Today’s 3-in-3 Topic is Mechanic’s Lien Rights on Leasehold Interest

3-in-3 is a 3 question, 3 minute interview with an NCS colleague.

Today’s 3-in-3 features Notice & Lien Specialist, Keely Bindas. Read on to learn more about mechanic’s lien rights on leaseholds.

“What is a lien on leasehold interest and how does it differ from a mechanic’s lien on real property?”

Keely: When a lessee/tenant contracts for an improvement on real property, the mechanic’s lien may be available against the property, the leasehold interest of the lessee/tenant, or both.  When contracting with the fee simple owner of the real property, the mechanic’s lien attaches to the property itself.

“How would I know if my project is a leasehold situation? And, what if I’m in a situation where I file my mechanics lien and I don’t necessarily know that it is a leasehold situation. How would that impact my lien?”

Keely: For example, a big box retail store may sometimes own the property that the store sits on. In other cases, they may have a lease with the actual property owner.  So, if you can obtain a copy of the lease or the general contract, it would help in moving forward to protect your rights.

In some states, you can simply file your lien against the property and it will filter down to any leasehold interest that may exist if the fee owner isn’t responsible for the improvements.

However, there may be other factors that come into play, so it is important to know up front if there’s a lease situation.  For example, a separate lien filing may be required when there is a leasehold interest.

So, it may be necessary to pull a copy of that lease to obtain the tenant information as well as to obtain a copy of the agreement between the fee owner and the tenant to know who’s responsible for the improvements.

Generally speaking, it is best to have a lien against the real property, but a lien on an active lease can also prompt payment.
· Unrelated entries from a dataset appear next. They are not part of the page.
//! External media index contract.

use std::path::{Path, PathBuf};

use async_trait::async_trait;
use thiserror::Error;
use tracing::info;

#[derive(Error, Debug, Clone, PartialEq, Eq)]
pub enum IndexError {
    #[error("re-index of {path} failed: {reason}")]
    Rejected { path: PathBuf, reason: String },
}

/// The system's own index of media files. It mirrors the filesystem lazily, so
/// every marker change is followed by a re-index of the touched paths.
#[async_trait]
pub trait MediaIndex: Send + Sync {
    /// Resolves once the index has processed `path`.
    async fn reindex(&self, path: &Path) -> Result<(), IndexError>;
}

/// Index for hosts without a system media index; it only records the request.
#[derive(Debug, Clone, Copy, Default)]
pub struct LoggingIndex;

#[async_trait]
impl MediaIndex for LoggingIndex {
    async fn reindex(&self, path: &Path) -> Result<(), IndexError> {
        info!("Re-index requested: {}", path.display());
        Ok(())
    }
}
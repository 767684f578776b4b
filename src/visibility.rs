use std::collections::HashMap;
use std::future::Future;
use std::path::{Path, PathBuf};
use std::sync::{Arc, Mutex, PoisonError, RwLock};
use std::time::Duration;

use serde::Serialize;
use tokio::sync::{Mutex as AsyncMutex, OwnedMutexGuard};
use tracing::{debug, error, info, warn};

use crate::broker::{BrokerError, GrantStore, GrantToken, PermissionBroker};
use crate::error::ToggleError;
use crate::media_index::MediaIndex;
use crate::models::{marker_path, NOMEDIA};
use crate::storage::{AccessMode, AccessPolicy};

const DEFAULT_BROKER_TIMEOUT: Duration = Duration::from_secs(30);

#[derive(Debug, Clone, Copy, PartialEq, Eq, Serialize)]
#[serde(rename_all = "lowercase")]
pub enum ToggleOutcome {
    /// The marker was created or removed and the index was told.
    Applied,
    /// The folder was already in the requested state.
    Unchanged,
}

/// One async mutex per folder path. An entry lives only while some toggle
/// holds or waits for it.
#[derive(Default)]
struct PathLocks {
    locks: Mutex<HashMap<PathBuf, Arc<AsyncMutex<()>>>>,
}

impl PathLocks {
    async fn lock(&self, path: &Path) -> PathGuard<'_> {
        let lock = {
            let mut locks = self.locks.lock().unwrap_or_else(PoisonError::into_inner);
            locks.entry(path.to_path_buf()).or_default().clone()
        };
        PathGuard {
            locks: self,
            path: path.to_path_buf(),
            guard: Some(lock.lock_owned().await),
        }
    }

    fn release(&self, path: &Path) {
        let mut locks = self.locks.lock().unwrap_or_else(PoisonError::into_inner);
        if locks.get(path).is_some_and(|lock| Arc::strong_count(lock) == 1) {
            locks.remove(path);
        }
    }

    #[cfg(test)]
    fn len(&self) -> usize {
        self.locks.lock().unwrap_or_else(PoisonError::into_inner).len()
    }
}

struct PathGuard<'a> {
    locks: &'a PathLocks,
    path: PathBuf,
    guard: Option<OwnedMutexGuard<()>>,
}

impl Drop for PathGuard<'_> {
    fn drop(&mut self) {
        // The owned guard holds a clone of the Arc; drop it before counting.
        self.guard.take();
        self.locks.release(&self.path);
    }
}

/// Hides folders from the media index by adding a `.nomedia` marker, and
/// shows them again by removing it.
///
/// Toggles on the same folder run one at a time; the lock is held across the
/// marker change and the re-index that follows it.
pub struct VisibilityToggler {
    access: Arc<dyn AccessPolicy>,
    broker: Arc<dyn PermissionBroker>,
    index: Arc<dyn MediaIndex>,
    grants: RwLock<GrantStore>,
    broker_timeout: Duration,
    locks: PathLocks,
}

impl VisibilityToggler {
    pub fn new(
        access: Arc<dyn AccessPolicy>,
        broker: Arc<dyn PermissionBroker>,
        index: Arc<dyn MediaIndex>,
        grants: GrantStore,
    ) -> Self {
        Self {
            access,
            broker,
            index,
            grants: RwLock::new(grants),
            broker_timeout: DEFAULT_BROKER_TIMEOUT,
            locks: PathLocks::default(),
        }
    }

    pub fn with_broker_timeout(mut self, timeout: Duration) -> Self {
        self.broker_timeout = timeout;
        self
    }

    /// Registers a grant obtained out of band.
    pub fn add_grant(&self, tree: impl Into<PathBuf>, token: GrantToken) {
        self.grants
            .write()
            .unwrap_or_else(PoisonError::into_inner)
            .insert(tree, token);
    }

    /// Reads the marker file; there is no other record of exclusion.
    pub fn is_excluded(&self, folder: &Path) -> bool {
        marker_path(folder).is_file()
    }

    pub async fn exclude(&self, folder: &Path) -> Result<ToggleOutcome, ToggleError> {
        let _guard = self.locks.lock(folder).await;
        let marker = marker_path(folder);

        if marker_exists(&marker).await {
            debug!("{} is already excluded", folder.display());
            return Ok(ToggleOutcome::Unchanged);
        }

        let mode = self.access.access_mode(folder);
        if let Err(e) = self.create_marker(folder, mode).await {
            // A broker that answers late may still have created the document.
            if matches!(e, ToggleError::BrokerTimeout(_)) && marker_exists(&marker).await {
                warn!("Broker timed out but marker landed in {}, removing it", folder.display());
                if let Err(rollback) = self.delete_marker(folder, mode).await {
                    error!("Could not roll back marker in {}: {}", folder.display(), rollback);
                }
            }
            return Err(e);
        }

        if let Err(e) = self.index.reindex(&marker).await {
            warn!("Re-index failed for {}, removing marker: {}", folder.display(), e);
            if let Err(rollback) = self.delete_marker(folder, mode).await {
                error!("Could not roll back marker in {}: {}", folder.display(), rollback);
            }
            return Err(e.into());
        }

        info!("Excluded {} from the media index ({:?})", folder.display(), mode);
        Ok(ToggleOutcome::Applied)
    }

    pub async fn include(&self, folder: &Path) -> Result<ToggleOutcome, ToggleError> {
        let _guard = self.locks.lock(folder).await;
        let marker = marker_path(folder);

        if !marker_exists(&marker).await {
            debug!("{} is already included", folder.display());
            return Ok(ToggleOutcome::Unchanged);
        }

        let mode = self.access.access_mode(folder);
        if let Err(e) = self.delete_marker(folder, mode).await {
            if matches!(e, ToggleError::BrokerTimeout(_)) && !marker_exists(&marker).await {
                warn!("Broker timed out but marker was removed from {}, restoring it", folder.display());
                if let Err(rollback) = self.create_marker(folder, mode).await {
                    error!("Could not restore marker in {}: {}", folder.display(), rollback);
                }
            }
            return Err(e);
        }

        let reindexed = match self.index.reindex(&marker).await {
            Ok(()) => self.index.reindex(folder).await,
            Err(e) => Err(e),
        };
        if let Err(e) = reindexed {
            warn!("Re-index failed for {}, restoring marker: {}", folder.display(), e);
            if let Err(rollback) = self.create_marker(folder, mode).await {
                error!("Could not restore marker in {}: {}", folder.display(), rollback);
            }
            return Err(e.into());
        }

        info!("Included {} in the media index ({:?})", folder.display(), mode);
        Ok(ToggleOutcome::Applied)
    }

    async fn create_marker(&self, folder: &Path, mode: AccessMode) -> Result<(), ToggleError> {
        match mode {
            AccessMode::Direct => {
                let marker = marker_path(folder);
                match tokio::fs::OpenOptions::new()
                    .write(true)
                    .create_new(true)
                    .open(&marker)
                    .await
                {
                    Ok(_) => Ok(()),
                    Err(e) if e.kind() == std::io::ErrorKind::AlreadyExists => Ok(()),
                    Err(source) => Err(ToggleError::Io {
                        path: marker,
                        source,
                    }),
                }
            }
            AccessMode::Brokered => {
                let grant = self.grant_for(folder)?;
                self.bounded(self.broker.create_document(&grant, folder, NOMEDIA))
                    .await?;
                Ok(())
            }
        }
    }

    async fn delete_marker(&self, folder: &Path, mode: AccessMode) -> Result<(), ToggleError> {
        let marker = marker_path(folder);
        match mode {
            AccessMode::Direct => match tokio::fs::remove_file(&marker).await {
                Ok(()) => Ok(()),
                Err(e) if e.kind() == std::io::ErrorKind::NotFound => Ok(()),
                Err(source) => Err(ToggleError::Io {
                    path: marker,
                    source,
                }),
            },
            AccessMode::Brokered => {
                let grant = self.grant_for(folder)?;
                match self.bounded(self.broker.find_document(&grant, &marker)).await? {
                    Some(handle) => self.bounded(self.broker.delete_document(&handle)).await,
                    None => Ok(()),
                }
            }
        }
    }

    fn grant_for(&self, folder: &Path) -> Result<GrantToken, ToggleError> {
        self.grants
            .read()
            .unwrap_or_else(PoisonError::into_inner)
            .grant_for(folder)
            .cloned()
            .ok_or_else(|| ToggleError::PermissionRequired {
                path: folder.to_path_buf(),
            })
    }

    async fn bounded<T>(
        &self,
        request: impl Future<Output = Result<T, BrokerError>>,
    ) -> Result<T, ToggleError> {
        match tokio::time::timeout(self.broker_timeout, request).await {
            Ok(result) => result.map_err(ToggleError::from),
            Err(_) => Err(ToggleError::BrokerTimeout(self.broker_timeout)),
        }
    }
}

async fn marker_exists(marker: &Path) -> bool {
    tokio::fs::metadata(marker)
        .await
        .map(|m| m.is_file())
        .unwrap_or(false)
}

#[cfg(test)]
mod tests {
    use super::*;
    use crate::broker::UnavailableBroker;
    use crate::media_index::LoggingIndex;

    fn direct_toggler() -> VisibilityToggler {
        VisibilityToggler::new(
            Arc::new(|_: &Path| AccessMode::Direct),
            Arc::new(UnavailableBroker),
            Arc::new(LoggingIndex),
            GrantStore::new(),
        )
    }

    #[tokio::test]
    async fn exclude_then_include_restores_state() {
        let dir = tempfile::tempdir().unwrap();
        let toggler = direct_toggler();

        assert_eq!(toggler.exclude(dir.path()).await.unwrap(), ToggleOutcome::Applied);
        assert!(toggler.is_excluded(dir.path()));
        assert_eq!(std::fs::metadata(marker_path(dir.path())).unwrap().len(), 0);

        assert_eq!(toggler.include(dir.path()).await.unwrap(), ToggleOutcome::Applied);
        assert!(!toggler.is_excluded(dir.path()));
    }

    #[tokio::test]
    async fn toggles_are_idempotent() {
        let dir = tempfile::tempdir().unwrap();
        let toggler = direct_toggler();

        assert_eq!(toggler.include(dir.path()).await.unwrap(), ToggleOutcome::Unchanged);
        toggler.exclude(dir.path()).await.unwrap();
        assert_eq!(toggler.exclude(dir.path()).await.unwrap(), ToggleOutcome::Unchanged);
        assert!(toggler.is_excluded(dir.path()));
    }

    #[tokio::test]
    async fn lock_entries_are_released_after_a_toggle() {
        let dir = tempfile::tempdir().unwrap();
        let toggler = direct_toggler();

        toggler.exclude(dir.path()).await.unwrap();
        assert_eq!(toggler.locks.len(), 0);
        toggler.include(dir.path()).await.unwrap();
        toggler.include(dir.path()).await.unwrap();
        assert_eq!(toggler.locks.len(), 0);
    }

    #[tokio::test]
    async fn held_lock_keeps_its_entry() {
        let dir = tempfile::tempdir().unwrap();
        let toggler = direct_toggler();

        let guard = toggler.locks.lock(dir.path()).await;
        assert_eq!(toggler.locks.len(), 1);
        drop(guard);
        assert_eq!(toggler.locks.len(), 0);
    }

    #[tokio::test]
    async fn missing_folder_is_an_io_error() {
        let dir = tempfile::tempdir().unwrap();
        let gone = dir.path().join("gone");

        let err = direct_toggler().exclude(&gone).await.unwrap_err();
        assert!(matches!(err, ToggleError::Io { .. }));
    }

    #[tokio::test]
    async fn brokered_path_without_grant_needs_permission() {
        let dir = tempfile::tempdir().unwrap();
        let toggler = VisibilityToggler::new(
            Arc::new(|_: &Path| AccessMode::Brokered),
            Arc::new(UnavailableBroker),
            Arc::new(LoggingIndex),
            GrantStore::new(),
        );

        let err = toggler.exclude(dir.path()).await.unwrap_err();
        assert!(matches!(err, ToggleError::PermissionRequired { .. }));
        assert!(!toggler.is_excluded(dir.path()));
    }
}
“What if I’m told on a project that the owner is a private entity but I think it is a public entity. Does this leasehold impact that?”

Keely: It can. We’ve seen many projects where the city, county or state owns the land, but they’ve provided a lease to a third party who happens to be a private entity. So, although a lien against the property isn’t available on public land, a lien against leasehold interest may be something that we can look at when the private entity contracts for the improvement.

3-in-3 Takeaway

  • Lease information may not be in public record. At the start of every project, complete a project information sheet so you know the key players and request a copy of the lease.
  • Know the state, as there may be varying requirements on what you must do to protect your rights in a leasehold situation.
  • Be prepared for the possibility that multiple liens may be required or that the tenant may need to be served with the preliminary notice.